Mario Casas y Antonio de la Torre en Grupo 7, de Alberto Rodríguez

El autor de '7 vírgenes' reconstruye el pasado de violencia, narcotráfico y prostitución en Sevilla antes de la Expo 92. La película se ofrece como la perfecta raiografía de una época de derroche y su resultado es la más voraz, violenta y sincera reflexión sobre nuestro tiempo.




El negro es un color pegajoso que no soporta siquiera una caricia. Basta acercar las yemas del alma para que sea el cuerpo el que quede tiznado con un aroma triste a ceniza y sábanas gastadas. Dicho así, en torpe alejandrino periodístico, suena grave, pomposo y, en realidad, es todo mucho más sencillo: bastan una rubia y una pistola para que el cine sea negro (Godard dixit). Crimen y sexo; eso es todo lo que necesita una película para ser considerada de ese género que el tiempo y los franceses dieron en llamar 'noir'.

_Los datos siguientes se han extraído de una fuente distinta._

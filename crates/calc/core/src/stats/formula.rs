//! Stat formula: hidden values and modifiers to displayed stats.
//!
//! Every stat is first scaled by the growth factor `k / 100`, then the four
//! scaled components are mixed with fixed weights:
//!
//! ```text
//! atk' = floor( iH*0.1 + iA     + iD*0.1 + iG*0.05 )
//! def' = floor( iH*0.1 + iA*0.1 + iD     + iG*0.05 )
//! agi' = floor( iG )
//! hp'  = floor( iH*4   + iA     + iD     + iG )
//! ```
//!
//! The floor is applied once, after the full weighted sum.

use bigdecimal::BigDecimal;

use super::block::{HiddenValues, StatBlock, StatVector};
use crate::decimal::DecimalContext;
use crate::error::Result;

/// Fixed mixing weights, built once per context.
#[derive(Clone, Debug)]
pub struct Weights {
    pub tenth: BigDecimal,
    pub twentieth: BigDecimal,
    pub four: BigDecimal,
}

impl Weights {
    pub fn new(ctx: &DecimalContext) -> Self {
        Self {
            tenth: ctx.exact(1, 1),
            twentieth: ctx.exact(5, 2),
            four: ctx.int(4),
        }
    }
}

/// `k / 100` as an exact decimal.
pub fn growth_factor(ctx: &DecimalContext, k: i64) -> BigDecimal {
    ctx.exact(k, 2)
}

/// Mixes four scaled components into the four unfloored stats.
pub fn weighted_stats(
    ctx: &DecimalContext,
    weights: &Weights,
    scaled: &StatBlock<BigDecimal>,
) -> StatBlock<BigDecimal> {
    let StatBlock { hp, atk, def, agi } = scaled;

    let hp_tenth = ctx.mul(hp, &weights.tenth);
    let agi_twentieth = ctx.mul(agi, &weights.twentieth);

    StatBlock {
        atk: ctx.sum([&hp_tenth, atk, &ctx.mul(def, &weights.tenth), &agi_twentieth]),
        def: ctx.sum([&hp_tenth, &ctx.mul(atk, &weights.tenth), def, &agi_twentieth]),
        agi: agi.clone(),
        hp: ctx.sum([&ctx.mul(hp, &weights.four), atk, def, agi]),
    }
}

/// Floors every component of a weighted stat block.
pub fn floor_stats(ctx: &DecimalContext, stats: &StatBlock<BigDecimal>) -> Result<StatVector> {
    stats.try_map(|stat, value| ctx.floor_i64(value, stat.as_str()))
}

/// Derives the four displayed stats of one modifier combination.
///
/// `base = u + offset + bonus` per stat, scaled by `k / 100`, mixed and
/// floored.
pub fn derive_stats(
    ctx: &DecimalContext,
    u: &HiddenValues,
    offsets: &StatBlock<i64>,
    bonuses: &StatBlock<i64>,
    k: i64,
) -> Result<StatVector> {
    let fac = growth_factor(ctx, k);
    let scaled = StatBlock::from_fn(|stat| {
        let base = ctx.sum([
            &ctx.int(*u.get(stat)),
            &ctx.int(*offsets.get(stat)),
            &ctx.int(*bonuses.get(stat)),
        ]);
        ctx.mul(&base, &fac)
    });
    floor_stats(ctx, &weighted_stats(ctx, &Weights::new(ctx), &scaled))
}

/// Scales `u + 2.5` per stat by `factor`, the expected-average base of a
/// creature before discrete modifiers.
pub fn expected_scaled(
    ctx: &DecimalContext,
    u: &HiddenValues,
    factor: &BigDecimal,
) -> StatBlock<BigDecimal> {
    let half_step = ctx.exact(25, 1);
    u.map(|value| ctx.mul(&ctx.add(&ctx.int(*value), &half_step), factor))
}

/// Floored expected level-1 stats for a hidden-value vector at coefficient `k`.
pub fn expected_stats(ctx: &DecimalContext, weights: &Weights, u: &HiddenValues, k: i64) -> Result<StatVector> {
    let scaled = expected_scaled(ctx, u, &growth_factor(ctx, k));
    floor_stats(ctx, &weighted_stats(ctx, weights, &scaled))
}

#[cfg(test)]
mod tests {
    use super::*;
    use crate::error::CalcError;

    #[test]
    fn hand_computed_example() {
        let ctx = DecimalContext::default();
        // u = 0, offsets = 0, bonuses (hp, atk, def, agi) = (2, 3, 3, 2), k = 60
        // iH = 1.2, iA = 1.8, iD = 1.8, iG = 1.2
        // atk = 0.12 + 1.8 + 0.18 + 0.06 = 2.16
        // def = 0.12 + 0.18 + 1.8 + 0.06 = 2.16
        // agi = 1.2
        // hp  = 4.8 + 1.8 + 1.8 + 1.2 = 9.6
        let stats = derive_stats(
            &ctx,
            &HiddenValues::default(),
            &StatBlock::default(),
            &StatBlock::new(2, 3, 3, 2),
            60,
        )
        .unwrap();
        assert_eq!(stats, StatVector::new(9, 2, 2, 1));
    }

    #[test]
    fn exact_boundaries_floor_correctly() {
        let ctx = DecimalContext::default();
        // iG = 10 * 0.7 = 7 exactly; binary floats give 6.999...
        let stats = derive_stats(
            &ctx,
            &HiddenValues::default(),
            &StatBlock::default(),
            &StatBlock::new(0, 0, 0, 10),
            70,
        )
        .unwrap();
        assert_eq!(stats.agi, 7);
        // hp = 7, atk = def = 7 * 0.05 = 0.35
        assert_eq!(stats, StatVector::new(7, 0, 0, 7));
    }

    #[test]
    fn negative_bases_floor_downwards() {
        let ctx = DecimalContext::default();
        let u = HiddenValues::new(-3, -3, -3, -3);
        let stats = derive_stats(&ctx, &u, &StatBlock::default(), &StatBlock::new(0, 0, 0, 1), 50).unwrap();
        // iG = -2 * 0.5 = -1, iH = iA = iD = -1.5
        assert_eq!(stats.agi, -1);
        assert_eq!(stats.hp, -10);
    }

    #[test]
    fn oversized_base_is_invalid_not_wrapped() {
        let ctx = DecimalContext::default();
        let u = HiddenValues::new(i64::MAX, 0, 0, 0);
        let err = derive_stats(&ctx, &u, &StatBlock::new(2, 0, 0, 0), &StatBlock::new(10, 0, 0, 0), 100)
            .unwrap_err();
        assert!(matches!(err, CalcError::InvalidObservation { field: "hp", .. }));
    }

    #[test]
    fn expected_stats_use_half_step() {
        let ctx = DecimalContext::default();
        let weights = Weights::new(&ctx);
        // (0 + 2.5) * 0.4 = 1 for every stat
        let stats = expected_stats(&ctx, &weights, &HiddenValues::default(), 40).unwrap();
        // atk = 0.1 + 1 + 0.1 + 0.05 = 1.25
        assert_eq!(stats, StatVector::new(7, 1, 1, 1));
    }
}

Sea como sea, lo cierto es que el cine negro como depositario de todo lo malo que constituye lo único decente del ser humano pronto se convirtió en la mejor manera de reflejar y plasmar el estado de ánimo de una sociedad entera. En España la adopción no mimetizada del 'noir' llevó su tiempo. Desde el gesto hosco de Germán Areta (El crack, José Luis Garci; 1981) a No habrá paz para los malvados (Enrique Urbizu, 2011) todas las hipótesis son válidas. Cuando el propio Urbizu es convocado como uno de los más resueltos traductores modernos del género con Todo por la pasta (1991), él mismo se revuelve y acude a Fanny Pelopaja (Vicente Aranda, 1984).



Valga todo lo anterior para llegar a Grupo 7. De repente, la película de Alberto Rodríguez devuelve al género policíaco su capacidad para pensar el presente. Este, el nuestro de ahora. Y lo hace desde las tripas de una sociedad en estado terminal, tanto clínica como moralmente. El resultado es la más voraz, violenta y sincera reflexión sobre el tiempo que nos ha tocado. Ambientada meses antes de la apertura de la Expo en 1992, la película se ofrece como la perfecta radiografía de una época de derroche, opulencia y gomina al sol. Tiempos apresurados de cocaína, gratis total, puentes de Calatrava, aeropuertos peatonales, billetes de 500 y dos huevos duros. Tiempos que prometían el lodo que ahora pisamos. Tiempos groseros.



De este modo, el cine español recupera la sensación del color negro en toda su agónica belleza y lo hace para enseñarnos desde los barrios más turbios de Sevilla lo que ahora somos. Podría alguien pensar que la aventura equinoccial de un grupo de policías enredados entre drogas, putas y camellos décadas atrás pertenece a un tiempo que ni nos importa ni nos concierne. Nosotros y nuestros trenes aves, nuestras ciudades de las ciencia y nuestras hipotecas sin pagar no somos esos. Y, sin embargo, ese olor a podrido, a basura aún caliente, es exactamente el mismo que el de los cadáveres mal enterrados. De repente, Sevilla en la España del 92 es exactamente la razón por la que hoy vivimos la España de hoy.



La estrategia de Rodríguez se antoja tan sutil como malsano es el relato. De este director sabíamos su facilidad para tallar el drama en 7 vírgenes. Su primera gran película. También conocíamos sus dudas para llegar al nudo de una historia lastrada por la artificiosidad en After. Ahora se exhibe sin fisuras: una puesta en escena impecable, un cuento esquinado que hiere y una dirección de actores violenta. La idea es no dejarse llevar por las proclamas encendidas sino permitir que sea el lento transpirar de unas vidas tendidas al sol las que ellas solas se expliquen. De nuevo, el género 'noir' aparece en un tiempo de crisis para contarnos que todas las crisis poseen el tacto pegajoso del color negro. Somos solo una pequeña parte del gran desastre que podemos llegar a ser. Y hundiéndonos. Alberto Rodríguez compone, por muchos motivos (y no todos cinematográficos) la película española del año.